§ WHAT THE TASK ASKS
Within the entries underneath, how many lines include the string "POST"? State only the number.

§ MATERIAL FOR THE TASK
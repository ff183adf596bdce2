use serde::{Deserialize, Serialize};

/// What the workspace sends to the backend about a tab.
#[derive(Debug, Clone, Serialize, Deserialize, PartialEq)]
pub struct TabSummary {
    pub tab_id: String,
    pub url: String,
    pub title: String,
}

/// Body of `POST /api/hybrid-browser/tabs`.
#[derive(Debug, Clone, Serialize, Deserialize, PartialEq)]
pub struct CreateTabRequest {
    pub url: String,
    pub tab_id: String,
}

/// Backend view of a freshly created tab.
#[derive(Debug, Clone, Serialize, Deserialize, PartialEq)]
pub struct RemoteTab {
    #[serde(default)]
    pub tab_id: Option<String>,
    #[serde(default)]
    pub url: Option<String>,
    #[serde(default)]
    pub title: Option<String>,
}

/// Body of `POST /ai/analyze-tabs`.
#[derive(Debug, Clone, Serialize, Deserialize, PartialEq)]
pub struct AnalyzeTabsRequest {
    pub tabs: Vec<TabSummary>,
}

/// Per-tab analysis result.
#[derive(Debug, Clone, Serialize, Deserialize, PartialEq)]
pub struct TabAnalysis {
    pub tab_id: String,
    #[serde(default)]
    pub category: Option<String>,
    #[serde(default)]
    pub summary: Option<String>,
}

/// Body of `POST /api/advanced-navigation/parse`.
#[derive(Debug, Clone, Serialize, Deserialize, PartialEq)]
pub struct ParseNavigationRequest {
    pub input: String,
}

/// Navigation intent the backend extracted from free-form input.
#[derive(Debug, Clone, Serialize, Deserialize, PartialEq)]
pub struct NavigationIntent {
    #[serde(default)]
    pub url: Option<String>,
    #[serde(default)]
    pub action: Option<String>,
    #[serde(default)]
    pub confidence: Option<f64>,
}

---

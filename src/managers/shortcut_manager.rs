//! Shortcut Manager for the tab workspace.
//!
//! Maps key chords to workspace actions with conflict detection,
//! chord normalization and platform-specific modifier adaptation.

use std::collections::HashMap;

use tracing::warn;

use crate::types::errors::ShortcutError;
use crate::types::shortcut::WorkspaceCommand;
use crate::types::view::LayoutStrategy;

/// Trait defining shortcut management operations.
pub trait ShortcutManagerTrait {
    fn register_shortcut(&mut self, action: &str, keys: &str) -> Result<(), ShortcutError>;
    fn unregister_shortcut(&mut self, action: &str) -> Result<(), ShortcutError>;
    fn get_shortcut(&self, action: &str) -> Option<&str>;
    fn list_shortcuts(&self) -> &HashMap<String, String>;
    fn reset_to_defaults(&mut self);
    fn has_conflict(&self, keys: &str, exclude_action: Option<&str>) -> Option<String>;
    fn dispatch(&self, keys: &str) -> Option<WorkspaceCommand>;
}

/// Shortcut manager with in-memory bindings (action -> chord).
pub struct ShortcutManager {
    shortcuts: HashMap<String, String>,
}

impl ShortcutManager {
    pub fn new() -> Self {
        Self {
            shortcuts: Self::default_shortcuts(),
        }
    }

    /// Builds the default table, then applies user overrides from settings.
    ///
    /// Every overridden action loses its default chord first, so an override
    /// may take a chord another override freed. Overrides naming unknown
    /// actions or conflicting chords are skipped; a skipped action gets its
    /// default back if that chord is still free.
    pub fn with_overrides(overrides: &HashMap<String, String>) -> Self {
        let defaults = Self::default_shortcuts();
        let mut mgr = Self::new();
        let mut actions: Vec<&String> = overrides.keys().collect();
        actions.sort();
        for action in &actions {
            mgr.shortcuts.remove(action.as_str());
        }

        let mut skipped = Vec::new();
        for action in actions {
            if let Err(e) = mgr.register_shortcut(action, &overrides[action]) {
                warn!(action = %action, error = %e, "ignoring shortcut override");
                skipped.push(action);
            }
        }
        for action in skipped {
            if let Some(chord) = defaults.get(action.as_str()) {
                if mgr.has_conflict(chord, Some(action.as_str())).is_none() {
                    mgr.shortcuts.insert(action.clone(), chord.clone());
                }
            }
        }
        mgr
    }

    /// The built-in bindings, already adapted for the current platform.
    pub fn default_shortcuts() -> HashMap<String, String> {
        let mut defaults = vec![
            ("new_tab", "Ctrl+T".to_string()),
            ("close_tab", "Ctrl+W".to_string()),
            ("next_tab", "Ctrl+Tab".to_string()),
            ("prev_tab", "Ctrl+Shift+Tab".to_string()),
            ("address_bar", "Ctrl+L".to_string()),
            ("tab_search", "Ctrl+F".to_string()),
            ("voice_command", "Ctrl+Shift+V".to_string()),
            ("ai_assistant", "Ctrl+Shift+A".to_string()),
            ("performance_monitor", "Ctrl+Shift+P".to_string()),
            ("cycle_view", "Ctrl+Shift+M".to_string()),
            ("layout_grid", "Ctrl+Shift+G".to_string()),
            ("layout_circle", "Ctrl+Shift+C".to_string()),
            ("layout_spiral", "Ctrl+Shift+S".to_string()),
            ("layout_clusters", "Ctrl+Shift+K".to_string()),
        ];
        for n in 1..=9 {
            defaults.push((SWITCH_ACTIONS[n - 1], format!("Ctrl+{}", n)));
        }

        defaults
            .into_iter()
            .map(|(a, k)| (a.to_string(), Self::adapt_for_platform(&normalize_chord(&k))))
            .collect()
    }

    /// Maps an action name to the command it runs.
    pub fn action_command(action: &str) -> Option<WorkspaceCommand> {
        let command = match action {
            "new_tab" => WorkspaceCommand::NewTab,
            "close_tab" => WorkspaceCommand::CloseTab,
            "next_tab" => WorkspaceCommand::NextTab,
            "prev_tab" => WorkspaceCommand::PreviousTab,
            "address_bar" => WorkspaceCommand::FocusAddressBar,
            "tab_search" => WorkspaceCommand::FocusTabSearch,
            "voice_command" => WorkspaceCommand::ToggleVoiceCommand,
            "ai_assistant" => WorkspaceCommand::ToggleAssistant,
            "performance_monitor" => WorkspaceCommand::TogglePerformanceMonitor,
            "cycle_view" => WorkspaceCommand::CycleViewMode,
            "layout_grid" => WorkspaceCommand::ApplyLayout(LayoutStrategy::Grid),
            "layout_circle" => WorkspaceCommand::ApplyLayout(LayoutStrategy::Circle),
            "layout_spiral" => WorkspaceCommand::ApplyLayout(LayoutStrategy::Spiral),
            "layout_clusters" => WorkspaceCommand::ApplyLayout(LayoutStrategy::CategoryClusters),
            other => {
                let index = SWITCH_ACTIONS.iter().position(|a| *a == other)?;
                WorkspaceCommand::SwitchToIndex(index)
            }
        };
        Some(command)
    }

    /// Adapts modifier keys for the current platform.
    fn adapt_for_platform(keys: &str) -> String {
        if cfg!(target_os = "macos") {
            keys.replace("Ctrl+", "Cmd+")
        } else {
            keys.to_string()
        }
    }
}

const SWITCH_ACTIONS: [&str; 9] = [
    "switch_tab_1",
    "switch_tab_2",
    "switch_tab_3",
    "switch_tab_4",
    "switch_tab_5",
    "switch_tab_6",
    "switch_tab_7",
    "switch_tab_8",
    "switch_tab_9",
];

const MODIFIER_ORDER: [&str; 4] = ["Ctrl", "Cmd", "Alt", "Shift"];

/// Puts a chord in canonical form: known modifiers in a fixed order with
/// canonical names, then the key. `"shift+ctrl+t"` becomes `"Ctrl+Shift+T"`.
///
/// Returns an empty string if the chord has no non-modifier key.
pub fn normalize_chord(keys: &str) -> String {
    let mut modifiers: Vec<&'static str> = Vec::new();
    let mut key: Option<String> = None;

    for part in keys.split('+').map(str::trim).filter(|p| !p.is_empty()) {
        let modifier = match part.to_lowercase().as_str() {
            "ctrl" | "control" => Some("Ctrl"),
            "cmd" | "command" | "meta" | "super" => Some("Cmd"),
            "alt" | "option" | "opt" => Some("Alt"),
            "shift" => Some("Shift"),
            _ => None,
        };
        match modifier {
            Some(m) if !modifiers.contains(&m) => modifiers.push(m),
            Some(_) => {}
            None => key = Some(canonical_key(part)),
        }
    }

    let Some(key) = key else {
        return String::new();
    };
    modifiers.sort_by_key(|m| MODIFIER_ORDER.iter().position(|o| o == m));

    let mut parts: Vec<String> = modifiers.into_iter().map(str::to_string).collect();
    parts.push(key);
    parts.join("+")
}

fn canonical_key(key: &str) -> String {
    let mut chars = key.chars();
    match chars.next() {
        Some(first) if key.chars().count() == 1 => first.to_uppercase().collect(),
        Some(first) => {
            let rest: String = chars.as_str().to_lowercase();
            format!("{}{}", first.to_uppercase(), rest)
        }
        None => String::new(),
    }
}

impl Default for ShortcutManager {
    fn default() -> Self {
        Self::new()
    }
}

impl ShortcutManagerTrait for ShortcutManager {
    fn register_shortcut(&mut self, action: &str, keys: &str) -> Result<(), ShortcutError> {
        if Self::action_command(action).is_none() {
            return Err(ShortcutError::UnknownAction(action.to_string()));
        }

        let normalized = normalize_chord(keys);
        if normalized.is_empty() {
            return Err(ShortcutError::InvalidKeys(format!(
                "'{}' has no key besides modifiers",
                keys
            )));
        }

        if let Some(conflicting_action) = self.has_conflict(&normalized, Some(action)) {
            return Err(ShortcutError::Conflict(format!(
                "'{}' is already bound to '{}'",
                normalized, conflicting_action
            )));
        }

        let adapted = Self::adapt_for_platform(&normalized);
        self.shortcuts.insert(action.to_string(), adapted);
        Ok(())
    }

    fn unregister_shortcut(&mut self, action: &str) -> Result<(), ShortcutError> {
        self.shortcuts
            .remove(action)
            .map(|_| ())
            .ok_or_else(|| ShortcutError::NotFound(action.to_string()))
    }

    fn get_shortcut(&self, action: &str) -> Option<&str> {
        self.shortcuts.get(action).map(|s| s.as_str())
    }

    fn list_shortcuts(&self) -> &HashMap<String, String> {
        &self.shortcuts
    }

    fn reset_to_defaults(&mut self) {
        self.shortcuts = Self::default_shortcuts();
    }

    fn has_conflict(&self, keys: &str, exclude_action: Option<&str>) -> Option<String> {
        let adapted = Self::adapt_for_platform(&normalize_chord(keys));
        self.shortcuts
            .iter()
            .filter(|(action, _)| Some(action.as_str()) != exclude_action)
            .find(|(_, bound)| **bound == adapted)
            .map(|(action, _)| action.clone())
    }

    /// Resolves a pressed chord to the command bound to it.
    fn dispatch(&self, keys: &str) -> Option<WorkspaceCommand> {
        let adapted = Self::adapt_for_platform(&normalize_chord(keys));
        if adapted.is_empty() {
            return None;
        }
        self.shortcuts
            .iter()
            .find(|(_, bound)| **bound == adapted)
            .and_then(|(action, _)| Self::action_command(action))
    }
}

§ RESULT FOR THIS TASK
3